The BulletinMay 27, 2022

Beneath the surface of budget headlines

Journalists get under the surface of budget stories including one on efforts to save the Māui dolphin (Photo: RNZ/Earthrace Conservation/Liz Slooten)
Journalists get under the surface of budget stories including one on efforts to save the Māui dolphin (Photo: RNZ/Earthrace Conservation/Liz Slooten)

The budget can feel like a short-lived newsapalooza but follow-ups from journalists this week got into the stories and impact behind the numbers, writes Anna Rawhiti-Connell in The Bulletin

 

Beyond the budget week headlines

The budget is reported in a flurry of press releases and numbers. It’s too easy in a daily news environment to file your last bumper budget edition and say “it’s done”. I am specifically talking about me after last week. We had the first follow-up to a large pre-budget announcement yesterday with details of a $6m plan to help retailers protect against ram raids. I thought it would be worth looking at some great follow-ups from this week that go beyond the initial announcements and the “we love it/we hate it” reactions.

Cats: the elephant in the room

Newsroom’s David William’s has written this superb example of taking a comparatively small allocation and digging into the story behind it. Budget 2022 allocated $7.1m towards a programme to save the endangered Māui dolphin. As Williams writes, “the programme was deemed so important a picture of Māui dolphins adorned the ministerial press release”. Williams starts by asking why, for a species on the brink of extinction, funding for the work doesn’t start until mid next year. It goes from there and is a truly great deep dive into scientific spats, the seafood industry, cats and government departments being concerned about sounding like Gareth Morgan. 
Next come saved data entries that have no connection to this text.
//! Flight model
//!
//! One aircraft's landing lifecycle and its delay accounting.
//!
//! Lifecycle:
//! - `Scheduled` → `Delayed` (any number of times) → `Landed` | `Canceled`
//! - `Landed` and `Canceled` are terminal: once reached, no further change to
//!   the status, the scheduled tick, or the delay figure is accepted.
//!
//! Delay accounting:
//! - `delay = (scheduled_tick - original_scheduled_tick) + overrun`
//! - `overrun = now - scheduled_tick` while the aircraft is overdue and still airborne
//! - the figure is frozen at the moment the flight reaches a terminal status

use serde::{Deserialize, Serialize};
use std::fmt;
use std::str::FromStr;
use thiserror::Error;

use crate::models::aircraft::Aircraft;
use crate::models::ParseError;

/// Flight category, which fixes the base fare and default priority
#[derive(Debug, Clone, Copy, PartialEq, Eq, Hash, PartialOrd, Ord, Serialize, Deserialize)]
pub enum FlightCategory {
    Commercial,
    Cargo,
    Vip,
    Emergency,
}

impl FlightCategory {
    pub const ALL: [FlightCategory; 4] = [
        FlightCategory::Commercial,
        FlightCategory::Cargo,
        FlightCategory::Vip,
        FlightCategory::Emergency,
    ];

    pub fn default_priority(self) -> PriorityTier {
        match self {
            FlightCategory::Cargo => PriorityTier::Low,
            FlightCategory::Commercial => PriorityTier::Normal,
            FlightCategory::Vip => PriorityTier::High,
            FlightCategory::Emergency => PriorityTier::Critical,
        }
    }
}

impl fmt::Display for FlightCategory {
    fn fmt(&self, f: &mut fmt::Formatter<'_>) -> fmt::Result {
        let name = match self {
            FlightCategory::Commercial => "commercial",
            FlightCategory::Cargo => "cargo",
            FlightCategory::Vip => "vip",
            FlightCategory::Emergency => "emergency",
        };
        f.write_str(name)
    }
}

impl FromStr for FlightCategory {
    type Err = ParseError;

    fn from_str(s: &str) -> Result<Self, Self::Err> {
        match s.trim().to_ascii_lowercase().as_str() {
            "commercial" => Ok(FlightCategory::Commercial),
            "cargo" => Ok(FlightCategory::Cargo),
            "vip" => Ok(FlightCategory::Vip),
            "emergency" => Ok(FlightCategory::Emergency),
            other => Err(ParseError::UnknownCategory(other.to_string())),
        }
    }
}

/// Priority tier (higher = more urgent)
#[derive(Debug, Clone, Copy, PartialEq, Eq, Hash, PartialOrd, Ord, Serialize, Deserialize)]
pub enum PriorityTier {
    Low,
    Normal,
    High,
    Critical,
}

impl FromStr for PriorityTier {
    type Err = ParseError;

    fn from_str(s: &str) -> Result<Self, Self::Err> {
        match s.trim().to_ascii_lowercase().as_str() {
            "low" => Ok(PriorityTier::Low),
            "normal" => Ok(PriorityTier::Normal),
            "high" => Ok(PriorityTier::High),
            "critical" => Ok(PriorityTier::Critical),
            other => Err(ParseError::UnknownPriority(other.to_string())),
        }
    }
}

/// Why a flight was canceled
#[derive(Debug, Clone, Copy, PartialEq, Eq, Serialize, Deserialize)]
pub enum CancelReason {
    /// Cumulative delay crossed the auto-cancel threshold
    DelayThreshold,
    /// Emergency response window expired before the flight was handled
    EmergencyExpired,
}

impl fmt::Display for CancelReason {
    fn fmt(&self, f: &mut fmt::Formatter<'_>) -> fmt::Result {
        match self {
            CancelReason::DelayThreshold => f.write_str("delay threshold exceeded"),
            CancelReason::EmergencyExpired => f.write_str("emergency response window expired"),
        }
    }
}

/// Flight lifecycle status
#[derive(Debug, Clone, PartialEq, Eq, Serialize, Deserialize)]
pub enum FlightStatus {
    /// On approach, not yet delayed
    Scheduled,

    /// At least one landing attempt was pushed back
    Delayed,

    /// Landed (terminal)
    Landed {
        tick: usize,
        runway_id: String,
    },

    /// Canceled (terminal)
    Canceled {
        tick: usize,
        reason: CancelReason,
    },
}

impl FlightStatus {
    pub fn is_terminal(&self) -> bool {
        matches!(self, FlightStatus::Landed { .. } | FlightStatus::Canceled { .. })
    }
}

/// Errors raised by flight state transitions
#[derive(Debug, Error, PartialEq)]
pub enum FlightError {
    #[error("Flight {flight_number} is already {status} and cannot change")]
    AlreadyTerminal {
        flight_number: String,
        status: String,
    },
}

/// A flight on approach to the airport
///
/// # Example
/// ```
/// use airport_simulator_core_rs::models::{Aircraft, Flight, FlightCategory, SizeClass};
///
/// let aircraft = Aircraft::new("A320", SizeClass::Medium, 70);
/// let mut flight = Flight::new("AS100", aircraft, FlightCategory::Commercial, 150, 10);
///
/// flight.delay_by(5, 10).unwrap();
/// assert_eq!(flight.scheduled_tick(), 15);
/// assert_eq!(flight.delay_ticks(15), 5);
/// ```
#[derive(Debug, Clone, Serialize, Deserialize)]
pub struct Flight {
    flight_number: String,
    aircraft: Aircraft,
    category: FlightCategory,
    priority: PriorityTier,
    original_scheduled_tick: usize,
    scheduled_tick: usize,
    passengers: u32,
    status: FlightStatus,

    /// Delay figure frozen when the flight reached a terminal status
    final_delay: Option<usize>,

    /// Whether a critical-delay failure has already been raised for this flight
    critical_delay_reported: bool,
}

impl Flight {
    /// Create a flight scheduled to land at `scheduled_tick`.
    ///
    /// Priority defaults to the category's tier.
    pub fn new(
        flight_number: impl Into<String>,
        aircraft: Aircraft,
        category: FlightCategory,
        passengers: u32,
        scheduled_tick: usize,
    ) -> Self {
        Self {
            flight_number: flight_number.into(),
            aircraft,
            category,
            priority: category.default_priority(),
            original_scheduled_tick: scheduled_tick,
            scheduled_tick,
            passengers,
            status: FlightStatus::Scheduled,
            final_delay: None,
            critical_delay_reported: false,
        }
    }

    pub fn with_priority(mut self, priority: PriorityTier) -> Self {
        self.priority = priority;
        self
    }

    pub fn flight_number(&self) -> &str {
        &self.flight_number
    }

    pub fn aircraft(&self) -> &Aircraft {
        &self.aircraft
    }

    pub fn category(&self) -> FlightCategory {
        self.category
    }

    pub fn priority(&self) -> PriorityTier {
        self.priority
    }

    pub fn original_scheduled_tick(&self) -> usize {
        self.original_scheduled_tick
    }

    pub fn scheduled_tick(&self) -> usize {
        self.scheduled_tick
    }

    pub fn passengers(&self) -> u32 {
        self.passengers
    }

    pub fn status(&self) -> &FlightStatus {
        &self.status
    }

    pub fn is_terminal(&self) -> bool {
        self.status.is_terminal()
    }

    /// Emergency flights are tracked by the emergency deadline tracker
    pub fn is_emergency(&self) -> bool {
        self.category == FlightCategory::Emergency || self.priority == PriorityTier::Critical
    }

    /// Overdue: still airborne past its scheduled landing tick
    pub fn is_overdue(&self, now: usize) -> bool {
        !self.is_terminal() && now > self.scheduled_tick
    }

    /// Due: still airborne and scheduled at or before `now`
    pub fn is_due(&self, now: usize) -> bool {
        !self.is_terminal() && self.scheduled_tick <= now
    }

    /// Total delay in ticks as seen at `now`
    pub fn delay_ticks(&self, now: usize) -> usize {
        if let Some(frozen) = self.final_delay {
            return frozen;
        }
        let rescheduled = self.scheduled_tick - self.original_scheduled_tick;
        rescheduled + now.saturating_sub(self.scheduled_tick)
    }

    /// True if landing at `now` would count as on time
    pub fn is_on_time(&self, now: usize) -> bool {
        self.delay_ticks(now) == 0
    }

    /// True once the delay at `now` is strictly above `threshold`
    pub fn exceeds_delay(&self, now: usize, threshold: usize) -> bool {
        !self.is_terminal() && self.delay_ticks(now) > threshold
    }

    /// Push the landing back by `ticks` from whichever is later: the current
    /// schedule or `now`.
    pub fn delay_by(&mut self, ticks: usize, now: usize) -> Result<(), FlightError> {
        self.ensure_active()?;
        self.scheduled_tick = self.scheduled_tick.max(now) + ticks;
        self.status = FlightStatus::Delayed;
        Ok(())
    }

    /// Mark the flight landed on `runway_id` at `now`
    pub fn land(&mut self, runway_id: impl Into<String>, now: usize) -> Result<(), FlightError> {
        self.ensure_active()?;
        self.final_delay = Some(self.delay_ticks(now));
        self.status = FlightStatus::Landed {
            tick: now,
            runway_id: runway_id.into(),
        };
        Ok(())
    }

    /// Cancel the flight at `now`
    pub fn cancel(&mut self, reason: CancelReason, now: usize) -> Result<(), FlightError> {
        self.ensure_active()?;
        self.final_delay = Some(self.delay_ticks(now));
        self.status = FlightStatus::Canceled { tick: now, reason };
        Ok(())
    }

    /// Returns true exactly once: the first time the caller reports that this
    /// flight crossed the critical-delay line.
    pub fn take_critical_delay_report(&mut self) -> bool {
        if self.critical_delay_reported {
            return false;
        }
        self.critical_delay_reported = true;
        true
    }

    fn ensure_active(&self) -> Result<(), FlightError> {
        if self.is_terminal() {
            let status = match &self.status {
                FlightStatus::Landed { .. } => "landed",
                _ => "canceled",
            };
            return Err(FlightError::AlreadyTerminal {
                flight_number: self.flight_number.clone(),
                status: status.to_string(),
            });
        }
        Ok(())
    }
}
Justice funding revives optimism after years of little progress

The NZ Herald’s Derek Cheng has picked up on the justice allocations in the budget looking at legal aid and support for victims of crime. This goes beyond last week’s budget and back to the sense of optimism about change in the justice sector after a series of government-run summits in 2017. Little progress has been made since then. Budget 2022 allocated $45.7m towards a victims operating model. It has renewed optimism among those who’ve been calling for change since 2015. On legal aid, inadequate pay for legal aid work has been one of the biggest deterrents for lawyers. From July, the rate will be lifted by 12% but Law Society president Jacque Lethbridge has said more needs to be done to ensure people have access to legal aid.

Mediawatch goes hunting for a long-promised strategy

RNZ’s MediaWatch picked up on the $40 million for Māori media in the budget. It follows a similar increase the year before. Mediawatch isn’t critical of the funding but has asked where a long-awaited Māori media strategy review is. The Māori Media Sector Shift review was launched in 2018 by Nanaia Mahuta. In 2020, a document was released that proposed a “one-stop shop” for Māori media. It was not beloved by the sector. Willie Jackson took over the portfolio and appointed a new Māori Broadcasting Advisory Panel to rethink things. Hayden Donnell spoke to Ella Henry, who stepped down as chair of the advisory panel last year, about where the review might be at.